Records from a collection
= = = = = = =
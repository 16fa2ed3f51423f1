use serde::{Deserialize, Serialize};

/// The query intents `classify_intent` distinguishes (spec.md §4.11).
/// Re-exported from `payscope-agents`, which owns the intent-to-agent
/// routing table; this crate only classifies into it.
pub use payscope_agents::Intent;

#[derive(Debug, Clone, Copy, PartialEq)]
pub struct IntentClassification {
    pub intent: Intent,
    pub confidence: f64,
}

/// `compose(results) -> StructuredResponse` output (spec.md §4.11).
#[derive(Debug, Clone, Serialize, Deserialize)]
pub struct StructuredResponse {
    pub summary: String,
    pub metrics: serde_json::Value,
    #[serde(skip_serializing_if = "Option::is_none")]
    pub forecast: Option<serde_json::Value>,
    pub confidence: f64,
    pub intent: IntentLabel,
    pub agents_invoked: Vec<String>,
}

/// `Intent` serialized as its spec.md wire name (`"ANOMALY"`, not
/// `"Anomaly"`); kept as a distinct wrapper rather than putting
/// `Serialize` on `payscope_agents::Intent` itself, since that crate has
/// no API-surface concerns of its own.
#[derive(Debug, Clone, Copy, PartialEq, Eq, Serialize, Deserialize)]
#[serde(rename_all = "SCREAMING_SNAKE_CASE")]
pub enum IntentLabel {
    Describe,
    Compare,
    Anomaly,
    Forecast,
    WhatIf,
}

impl From<Intent> for IntentLabel {
    fn from(intent: Intent) -> Self {
        match intent {
            Intent::Describe => IntentLabel::Describe,
            Intent::Compare => IntentLabel::Compare,
            Intent::Anomaly => IntentLabel::Anomaly,
            Intent::Forecast => IntentLabel::Forecast,
            Intent::WhatIf => IntentLabel::WhatIf,
        }
    }
}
= = = = = = =
**THE PROBLEM**: Up to and including the line with "#[derive(Debug, Clone, Serialize, Deserialize)]", repeat the entries exactly, beginning at their first line.

**EXERCISE OUTPUT**:
repository 16fa2ed3f51423f1
use serde::{Deserialize, Serialize};

/// The query intents `classify_intent` distinguishes (spec.md §4.11).
/// Re-exported from `payscope-agents`, which owns the intent-to-agent
/// routing table; this crate only classifies into it.
pub use payscope_agents::Intent;

#[derive(Debug, Clone, Copy, PartialEq)]
pub struct IntentClassification {
    pub intent: Intent,
    pub confidence: f64,
}

/// `compose(results) -> StructuredResponse` output (spec.md §4.11).
#[derive(Debug, Clone, Serialize, Deserialize)]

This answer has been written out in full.